§ **Saved entries**:
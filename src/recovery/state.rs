//! The recovery state machine.
//!
//! Escalation is a fixed sequence - probe, soft reset, poll, locate, hard
//! reset, soft reset, poll - expressed as an explicit phase enum and a pure
//! transition function, so every transition is independently testable
//! without touching adb or devcon.

use std::fmt;

use crate::adb::probe::DeviceState;

/// Which escalation round a soft-reset/poll pair belongs to.
#[derive(Debug, Clone, Copy, PartialEq, Eq)]
pub enum Attempt {
    /// First round, before any bus-level action
    Initial,
    /// Second round, following a successful hard reset
    AfterHard,
}

/// Transient phases of one recovery run.
///
/// `HardResetting` carries the located instance identifier so the whole
/// machine state lives in one place.
#[derive(Debug, Clone, PartialEq, Eq)]
pub enum Phase {
    Probing,
    SoftResetting(Attempt),
    Polling(Attempt),
    Locating,
    HardResetting(String),
}

/// What a phase observed, fed back into [`advance`].
#[derive(Debug, Clone, PartialEq, Eq)]
pub enum Signal {
    Probed(DeviceState),
    SoftResetDone,
    PollRecovered,
    PollTimedOut,
    Located(String),
    NotLocated,
    HardResetOk,
    HardResetFailed,
}

/// Terminal result of one recovery run. Exactly one is produced per
/// invocation and maps directly to the process exit code.
#[derive(Debug, Clone, Copy, PartialEq, Eq)]
pub enum RecoveryOutcome {
    AlreadyHealthy,
    RecoveredBySoftReset,
    RecoveredByHardReset,
    DeviceNotFound,
    HardResetFailed,
    TimedOut,
}

impl RecoveryOutcome {
    /// True when the device was observed healthy by a fresh probe.
    pub fn is_healthy(&self) -> bool {
        matches!(
            self,
            RecoveryOutcome::AlreadyHealthy
                | RecoveryOutcome::RecoveredBySoftReset
                | RecoveryOutcome::RecoveredByHardReset
        )
    }

    /// Process exit code for this outcome.
    pub fn exit_code(&self) -> u8 {
        if self.is_healthy() { 0 } else { 1 }
    }
}

impl fmt::Display for RecoveryOutcome {
    fn fmt(&self, f: &mut fmt::Formatter<'_>) -> fmt::Result {
        match self {
            RecoveryOutcome::AlreadyHealthy => write!(f, "device already healthy"),
            RecoveryOutcome::RecoveredBySoftReset => write!(f, "device recovered after soft reset"),
            RecoveryOutcome::RecoveredByHardReset => write!(f, "device recovered after hard reset"),
            RecoveryOutcome::DeviceNotFound => write!(f, "no matching USB device found"),
            RecoveryOutcome::HardResetFailed => write!(f, "hard reset failed"),
            RecoveryOutcome::TimedOut => write!(f, "device did not recover before timeout"),
        }
    }
}

/// Result of one transition: keep going or stop with an outcome.
#[derive(Debug, Clone, PartialEq, Eq)]
pub enum Flow {
    Continue(Phase),
    Done(RecoveryOutcome),
}

/// Pure transition function of the machine.
///
/// Total over all inputs: a signal that is not meaningful in the current
/// phase leaves the phase unchanged. The driver only produces well-formed
/// pairs; the rule exists so this function has no unreachable arms.
pub fn advance(phase: Phase, signal: Signal) -> Flow {
    use Flow::{Continue, Done};

    match (phase, signal) {
        (Phase::Probing, Signal::Probed(state)) => {
            if state.is_healthy() {
                Done(RecoveryOutcome::AlreadyHealthy)
            } else {
                Continue(Phase::SoftResetting(Attempt::Initial))
            }
        }
        (Phase::SoftResetting(attempt), Signal::SoftResetDone) => Continue(Phase::Polling(attempt)),
        (Phase::Polling(Attempt::Initial), Signal::PollRecovered) => Done(RecoveryOutcome::RecoveredBySoftReset),
        (Phase::Polling(Attempt::Initial), Signal::PollTimedOut) => Continue(Phase::Locating),
        (Phase::Polling(Attempt::AfterHard), Signal::PollRecovered) => Done(RecoveryOutcome::RecoveredByHardReset),
        (Phase::Polling(Attempt::AfterHard), Signal::PollTimedOut) => Done(RecoveryOutcome::TimedOut),
        (Phase::Locating, Signal::Located(instance_id)) => Continue(Phase::HardResetting(instance_id)),
        (Phase::Locating, Signal::NotLocated) => Done(RecoveryOutcome::DeviceNotFound),
        (Phase::HardResetting(_), Signal::HardResetOk) => Continue(Phase::SoftResetting(Attempt::AfterHard)),
        (Phase::HardResetting(_), Signal::HardResetFailed) => Done(RecoveryOutcome::HardResetFailed),
        (phase, _) => Continue(phase),
    }
}
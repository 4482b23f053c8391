use std::cmp::Ordering;
use std::fmt::{self, Debug, Display};

/// Missing-value marker.
///
/// A cell either holds a value or is NA. This is an explicit sum type
/// rather than a magic number or NaN, so `NA::Value(f64::NAN)` stays
/// representable without becoming a second kind of "missing".
#[derive(Clone, Copy)]
pub enum NA<T> {
    /// A present value
    Value(T),
    /// An absent entry
    NA,
}

impl<T> NA<T> {
    /// Whether this cell is missing
    pub fn is_na(&self) -> bool {
        match self {
            NA::Value(_) => false,
            NA::NA => true,
        }
    }

    /// Whether this cell holds a value
    pub fn is_value(&self) -> bool {
        !self.is_na()
    }

    /// The value, if present
    pub fn value(&self) -> Option<&T> {
        match self {
            NA::Value(v) => Some(v),
            NA::NA => None,
        }
    }

    /// The value, or a default when missing
    pub fn value_or<'a>(&'a self, default: &'a T) -> &'a T {
        match self {
            NA::Value(v) => v,
            NA::NA => default,
        }
    }

    /// Apply a function to the value, keeping NA as NA
    pub fn map<U, F>(&self, f: F) -> NA<U>
    where
        F: FnOnce(&T) -> U,
    {
        match self {
            NA::Value(v) => NA::Value(f(v)),
            NA::NA => NA::NA,
        }
    }
}

impl<T> From<T> for NA<T> {
    fn from(value: T) -> Self {
        NA::Value(value)
    }
}

impl<T> From<Option<T>> for NA<T> {
    fn from(opt: Option<T>) -> Self {
        match opt {
            Some(v) => NA::Value(v),
            None => NA::NA,
        }
    }
}

impl<T> From<NA<T>> for Option<T> {
    fn from(na: NA<T>) -> Self {
        match na {
            NA::Value(v) => Some(v),
            NA::NA => None,
        }
    }
}

impl<T: Debug> Debug for NA<T> {
    fn fmt(&self, f: &mut fmt::Formatter<'_>) -> fmt::Result {
        match self {
            NA::Value(v) => write!(f, "{:?}", v),
            NA::NA => write!(f, "NA"),
        }
    }
}

impl<T: Display> Display for NA<T> {
    fn fmt(&self, f: &mut fmt::Formatter<'_>) -> fmt::Result {
        match self {
            NA::Value(v) => write!(f, "{}", v),
            NA::NA => write!(f, "NA"),
        }
    }
}

impl<T: PartialEq> PartialEq for NA<T> {
    fn eq(&self, other: &Self) -> bool {
        match (self, other) {
            (NA::Value(a), NA::Value(b)) => a == b,
            (NA::NA, NA::NA) => true,
            _ => false,
        }
    }
}

impl<T: Eq> Eq for NA<T> {}

impl<T: PartialOrd> PartialOrd for NA<T> {
    fn partial_cmp(&self, other: &Self) -> Option<Ordering> {
        match (self, other) {
            (NA::Value(a), NA::Value(b)) => a.partial_cmp(b),
            (NA::NA, NA::NA) => Some(Ordering::Equal),
            // NA sorts before any value
            (NA::NA, _) => Some(Ordering::Less),
            (_, NA::NA) => Some(Ordering::Greater),
        }
    }
}
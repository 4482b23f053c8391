use std::fs::File;
use std::io::{BufReader, BufWriter};
use std::path::Path;

use serde_json::{Map, Number, Value};

use crate::dataframe::DataFrame;
use crate::error::{Error, Result};
use crate::na::NA;
use crate::series::Series;

/// Read a DataFrame from a record-oriented JSON file.
///
/// The input must be an array of objects; `null` fields and fields
/// absent from a record become missing cells.
pub fn read_json<P: AsRef<Path>>(path: P) -> Result<DataFrame> {
    let file = File::open(path.as_ref()).map_err(Error::Io)?;
    let reader = BufReader::new(file);

    let json_value: Value = serde_json::from_reader(reader).map_err(Error::Json)?;

    match json_value {
        Value::Array(array) => read_records(array),
        _ => Err(Error::Format(
            "JSON input must be an array of records".to_string(),
        )),
    }
}

fn read_records(array: Vec<Value>) -> Result<DataFrame> {
    let mut df = DataFrame::new();
    if array.is_empty() {
        return Ok(df);
    }

    // Column names in first-seen order across all records
    let mut columns: Vec<String> = Vec::new();
    for item in &array {
        match item {
            Value::Object(map) => {
                for key in map.keys() {
                    if !columns.iter().any(|c| c == key) {
                        columns.push(key.clone());
                    }
                }
            }
            _ => {
                return Err(Error::Format(
                    "each JSON record must be an object".to_string(),
                ))
            }
        }
    }

    for name in &columns {
        let mut cells = Vec::with_capacity(array.len());
        for item in &array {
            if let Value::Object(map) = item {
                let cell = match map.get(name) {
                    Some(Value::Number(num)) => NA::from(num.as_f64()),
                    Some(Value::Null) | None => NA::NA,
                    Some(other) => {
                        return Err(Error::Format(format!(
                            "non-numeric value in column '{}': {}",
                            name, other
                        )))
                    }
                };
                cells.push(cell);
            }
        }
        df.add_column(name.clone(), Series::new(cells, Some(name.clone())))?;
    }

    Ok(df)
}

/// Write a DataFrame to a record-oriented JSON file.
///
/// Missing cells (and non-finite values, which JSON cannot hold) are
/// written as `null`.
pub fn write_json<P: AsRef<Path>>(df: &DataFrame, path: P) -> Result<()> {
    let mut records = Vec::with_capacity(df.row_count());
    for row in 0..df.row_count() {
        let mut map = Map::new();
        for name in df.column_names() {
            let series: &Series = df.column(name)?;
            let value = match series.values()[row] {
                NA::Value(v) => Number::from_f64(v).map(Value::Number).unwrap_or(Value::Null),
                NA::NA => Value::Null,
            };
            map.insert(name.clone(), value);
        }
        records.push(Value::Object(map));
    }

    let file = File::create(path.as_ref()).map_err(Error::Io)?;
    let writer = BufWriter::new(file);
    serde_json::to_writer_pretty(writer, &Value::Array(records)).map_err(Error::Json)?;
    Ok(())
}
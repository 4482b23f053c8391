//! Bundled reference datasets.

use crate::dataframe::DataFrame;
use crate::error::Result;
use crate::io::csv::read_csv_from;

/// Column names of the iris table
pub const IRIS_COLUMNS: [&str; 5] = ["sepal_len", "sepal_wid", "petal_len", "petal_wid", "class"];

/// Name of the iris label column
pub const IRIS_LABEL: &str = "class";

static IRIS_CSV: &str = include_str!("../data/iris.csv");

/// Load the bundled iris reference dataset.
///
/// 150 rows of four numeric measurements plus an integer class label
/// (0, 1, 2), fifty rows per class, no missing entries.
pub fn load_iris() -> Result<DataFrame> {
    let mut df = read_csv_from(IRIS_CSV.as_bytes(), false)?;
    df.set_column_names(IRIS_COLUMNS.iter().map(|s| s.to_string()).collect())?;
    Ok(df)
}
use csv::{ReaderBuilder, StringRecord, Writer};
use log::warn;
use std::fs::File;
use std::io::Read;
use std::path::Path;

use crate::dataframe::DataFrame;
use crate::error::{Error, Result};
use crate::na::NA;
use crate::series::Series;

/// Read a DataFrame from a CSV file.
///
/// Without a header row, columns are named `column_0`, `column_1`, ...
/// in file order. Every field is coerced numerically: empty fields and
/// the literal `NA` become missing, and any other unparsable field is
/// coerced to missing with a warning.
pub fn read_csv<P: AsRef<Path>>(path: P, has_header: bool) -> Result<DataFrame> {
    let file = File::open(path.as_ref()).map_err(Error::Io)?;
    read_csv_from(file, has_header)
}

/// Read a DataFrame from any CSV source.
pub fn read_csv_from<R: Read>(reader: R, has_header: bool) -> Result<DataFrame> {
    let mut rdr = ReaderBuilder::new()
        .has_headers(has_header)
        .flexible(true)
        .trim(csv::Trim::All)
        .from_reader(reader);

    let mut header_names: Vec<String> = Vec::new();
    if has_header {
        header_names = rdr
            .headers()
            .map_err(Error::Csv)?
            .iter()
            .map(|h| h.to_string())
            .collect();
    }

    let mut records: Vec<StringRecord> = Vec::new();
    for result in rdr.records() {
        let record = result.map_err(Error::Csv)?;
        // Blank lines come through as a single empty field
        if record.len() == 1 && record.get(0) == Some("") {
            continue;
        }
        records.push(record);
    }

    let headers: Vec<String> = if has_header {
        header_names
    } else {
        match records.first() {
            Some(first) => (0..first.len()).map(|i| format!("column_{}", i)).collect(),
            // Empty file: empty DataFrame
            None => return Ok(DataFrame::new()),
        }
    };

    // Collect cells column-wise; short records pad with NA
    let mut columns: Vec<Vec<NA<f64>>> = vec![Vec::with_capacity(records.len()); headers.len()];
    for record in &records {
        for (i, cells) in columns.iter_mut().enumerate() {
            cells.push(parse_cell(record.get(i).unwrap_or("")));
        }
    }

    let mut df = DataFrame::new();
    for (name, cells) in headers.into_iter().zip(columns) {
        df.add_column(name.clone(), Series::new(cells, Some(name)))?;
    }
    Ok(df)
}

/// Numeric coercion of one field: unparsable input becomes NA
fn parse_cell(field: &str) -> NA<f64> {
    if field.is_empty() || field == "NA" {
        return NA::NA;
    }
    match field.parse::<f64>() {
        Ok(v) => NA::Value(v),
        Err(_) => {
            warn!("coercing non-numeric field {:?} to NA", field);
            NA::NA
        }
    }
}

/// Write a DataFrame to a CSV file.
///
/// The header row holds the column names; missing cells are written
/// as empty fields.
pub fn write_csv<P: AsRef<Path>>(df: &DataFrame, path: P) -> Result<()> {
    let file = File::create(path.as_ref()).map_err(Error::Io)?;
    let mut wtr = Writer::from_writer(file);

    wtr.write_record(df.column_names()).map_err(Error::Csv)?;

    for row in 0..df.row_count() {
        let mut record = Vec::with_capacity(df.column_count());
        for series in df.iter_columns() {
            record.push(match series.values()[row] {
                NA::Value(v) => v.to_string(),
                NA::NA => String::new(),
            });
        }
        wtr.write_record(&record).map_err(Error::Csv)?;
    }

    wtr.flush().map_err(Error::Io)?;
    Ok(())
}
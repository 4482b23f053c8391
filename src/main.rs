use std::env;

use tablrs::datasets::{load_iris, IRIS_LABEL};
use tablrs::io::csv::read_csv;
use tablrs::stats;
use tablrs::summary::DatasetSummary;
use tablrs::vis::{self, PlotConfig, PlotKind};
use tablrs::Result;

/// Audit a table and plot a couple of its columns.
///
/// With no argument the bundled iris table is used; an argument names
/// a headerless CSV file to load instead.
fn main() -> Result<()> {
    let args: Vec<String> = env::args().collect();
    let (df, label) = match args.get(1) {
        Some(path) => (read_csv(path, false)?, None),
        None => (load_iris()?, Some(IRIS_LABEL)),
    };

    println!("--- Dataset audit ---");
    let summary = DatasetSummary::build(&df, DatasetSummary::DEFAULT_PREVIEW_ROWS, label)?;
    println!("{}", summary);

    println!("--- Feature statistics ---");
    for series in df.iter_columns() {
        let name = series.name().unwrap_or("(unnamed)");
        if Some(name) == label {
            continue;
        }
        let values = series.present_values();
        if values.is_empty() {
            println!("{}: no present values", name);
            continue;
        }
        let stats = stats::describe(&values)?;
        println!(
            "{}: count {}  mean {:.4}  std {:.4}  min {:.4}  max {:.4}",
            name, stats.count, stats.mean, stats.std, stats.min, stats.max
        );
    }
    println!();

    let cleaned = df.drop_empty_rows();
    if let (Some(x), Some(y)) = (
        cleaned.get_column("petal_len"),
        cleaned.get_column("petal_wid"),
    ) {
        println!("--- Petal scatter ---");
        let config = PlotConfig {
            title: "petal length vs petal width".to_string(),
            x_label: "petal_len".to_string(),
            y_label: "petal_wid".to_string(),
            kind: PlotKind::Scatter,
            ..PlotConfig::default()
        };
        let rendered = match cleaned.get_column(IRIS_LABEL) {
            Some(class) => vis::render_grouped_scatter(
                &x.present_values(),
                &y.present_values(),
                &class.present_values(),
                &config,
            )?,
            None => vis::render(&x.present_values(), &y.present_values(), &config)?,
        };
        println!("{}", rendered);
    }

    if let Some(first) = cleaned
        .column_names()
        .first()
        .and_then(|name| cleaned.get_column(name))
    {
        let values = first.present_values();
        if !values.is_empty() {
            println!("--- Box summary ---");
            let config = PlotConfig {
                title: format!("{} box plot", first.name().unwrap_or("first column")),
                kind: PlotKind::BoxPlot,
                ..PlotConfig::default()
            };
            println!("{}", vis::render_box(&values, &config)?);
        }
    }

    Ok(())
}
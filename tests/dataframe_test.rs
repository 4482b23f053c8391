use tablrs::{DataFrame, Error, Series, NA};

fn sample_df() -> DataFrame {
    // Columns a: [1, 2, NA, 4], b: [5, 6, 7, 8]
    let mut df = DataFrame::new();
    df.add_column(
        "a",
        Series::from_options(vec![Some(1.0), Some(2.0), None, Some(4.0)], None),
    )
    .unwrap();
    df.add_column("b", Series::from_vec(vec![5.0, 6.0, 7.0, 8.0], None))
        .unwrap();
    df
}

#[test]
fn test_dataframe_creation() {
    let df = DataFrame::new();
    assert_eq!(df.column_count(), 0);
    assert_eq!(df.row_count(), 0);
    assert!(df.column_names().is_empty());
}

#[test]
fn test_dataframe_add_column() {
    let df = sample_df();

    assert_eq!(df.column_count(), 2);
    assert_eq!(df.row_count(), 4);
    assert_eq!(df.column_names(), &["a", "b"]);
    assert!(df.contains_column("a"));
    assert!(!df.contains_column("c"));
    assert_eq!(df.get_column("b").map(|s| s.len()), Some(4));
    assert!(df.column("c").is_err());
}

#[test]
fn test_dataframe_column_length_mismatch() {
    let mut df = DataFrame::new();
    df.add_column("a", Series::from_vec(vec![1.0, 2.0, 3.0], None))
        .unwrap();

    let result = df.add_column("b", Series::from_vec(vec![1.0, 2.0], None));
    match result {
        Err(Error::InconsistentRowCount { expected, found }) => {
            assert_eq!(expected, 3);
            assert_eq!(found, 2);
        }
        _ => panic!("expected an InconsistentRowCount error"),
    }
}

#[test]
fn test_dataframe_duplicate_column() {
    let mut df = DataFrame::new();
    df.add_column("a", Series::from_vec(vec![1.0], None))
        .unwrap();

    let result = df.add_column("a", Series::from_vec(vec![2.0], None));
    assert!(matches!(result, Err(Error::DuplicateColumnName(_))));
}

#[test]
fn test_dataframe_set_column_names() {
    let mut df = sample_df();
    df.set_column_names(vec!["x".to_string(), "y".to_string()])
        .unwrap();

    assert_eq!(df.column_names(), &["x", "y"]);
    assert_eq!(df.get_column("y").map(|s| s.len()), Some(4));
    assert!(df.get_column("a").is_none());

    let result = df.set_column_names(vec!["only_one".to_string()]);
    assert!(matches!(result, Err(Error::DimensionMismatch(_))));
}

#[test]
fn test_na_counts_and_ratios() {
    let df = sample_df();

    assert_eq!(
        df.na_counts(),
        vec![("a".to_string(), 1), ("b".to_string(), 0)]
    );
    assert_eq!(
        df.na_ratios(),
        vec![("a".to_string(), 0.25), ("b".to_string(), 0.0)]
    );
}

#[test]
fn test_na_counts_cover_every_column() {
    let df = sample_df();
    let counts = df.na_counts();
    assert_eq!(counts.len(), df.column_count());
    for (_, count) in counts {
        assert!(count <= df.row_count());
    }
}

#[test]
fn test_na_ratios_zero_rows() {
    let mut df = DataFrame::new();
    df.add_column("a", Series::from_vec(vec![], None)).unwrap();
    df.add_column("b", Series::from_vec(vec![], None)).unwrap();

    assert_eq!(
        df.na_ratios(),
        vec![("a".to_string(), 0.0), ("b".to_string(), 0.0)]
    );
}

#[test]
fn test_drop_empty_rows() {
    // Row 1 is entirely missing, row 2 only partially
    let mut df = DataFrame::new();
    df.add_column(
        "a",
        Series::from_options(vec![Some(1.0), None, None], None),
    )
    .unwrap();
    df.add_column(
        "b",
        Series::from_options(vec![Some(5.0), None, Some(7.0)], None),
    )
    .unwrap();

    let cleaned = df.drop_empty_rows();
    assert_eq!(cleaned.row_count(), 2);
    assert_eq!(cleaned.column_names(), &["a", "b"]);
    assert_eq!(
        cleaned.get_column("a").map(|s| s.values().to_vec()),
        Some(vec![NA::Value(1.0), NA::NA])
    );
    assert_eq!(
        cleaned.get_column("b").map(|s| s.values().to_vec()),
        Some(vec![NA::Value(5.0), NA::Value(7.0)])
    );

    // Original table is unchanged
    assert_eq!(df.row_count(), 3);
}

#[test]
fn test_drop_empty_rows_idempotent() {
    let mut df = DataFrame::new();
    df.add_column(
        "a",
        Series::from_options(vec![None, Some(2.0), None], None),
    )
    .unwrap();
    df.add_column(
        "b",
        Series::from_options(vec![None, None, Some(3.0)], None),
    )
    .unwrap();

    let once = df.drop_empty_rows();
    let twice = once.drop_empty_rows();
    assert_eq!(once.row_count(), twice.row_count());
    for name in once.column_names() {
        assert_eq!(
            once.get_column(name).map(|s| s.values().to_vec()),
            twice.get_column(name).map(|s| s.values().to_vec())
        );
    }
}

#[test]
fn test_preview_clamps_and_excludes() {
    let df = sample_df();

    let preview = df.preview(10, &["a"]).unwrap();
    assert_eq!(preview.row_count(), 4);
    assert_eq!(preview.column_names(), &["b"]);

    let preview = df.preview(2, &[]).unwrap();
    assert_eq!(preview.row_count(), 2);
    assert_eq!(preview.column_names(), &["a", "b"]);
    assert_eq!(
        preview.get_column("a").map(|s| s.values().to_vec()),
        Some(vec![NA::Value(1.0), NA::Value(2.0)])
    );

    // The source table is unchanged
    assert_eq!(df.row_count(), 4);
    assert_eq!(df.column_count(), 2);
}

#[test]
fn test_preview_unknown_excluded_column() {
    let df = sample_df();
    let result = df.preview(5, &["missing_column"]);
    assert!(matches!(result, Err(Error::ColumnNotFound(_))));
}

#[test]
fn test_display_renders_na() {
    let df = sample_df();
    let rendered = format!("{}", df);
    assert!(rendered.contains('a'));
    assert!(rendered.contains("NA"));
}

§ **TASK BRIEF**: Looking at the data above, return every line from the one with "impl<T> From<Option<T>> for" down to the one with "impl<T: Debug> Debug", exactly and inclusively.

§ **RESULT**:
impl<T> From<Option<T>> for NA<T> {
    fn from(opt: Option<T>) -> Self {
        match opt {
            Some(v) => NA::Value(v),
            None => NA::NA,
        }
    }
}

impl<T> From<NA<T>> for Option<T> {
    fn from(na: NA<T>) -> Self {
        match na {
            NA::Value(v) => Some(v),
            NA::NA => None,
        }
    }
}

impl<T: Debug> Debug for NA<T> {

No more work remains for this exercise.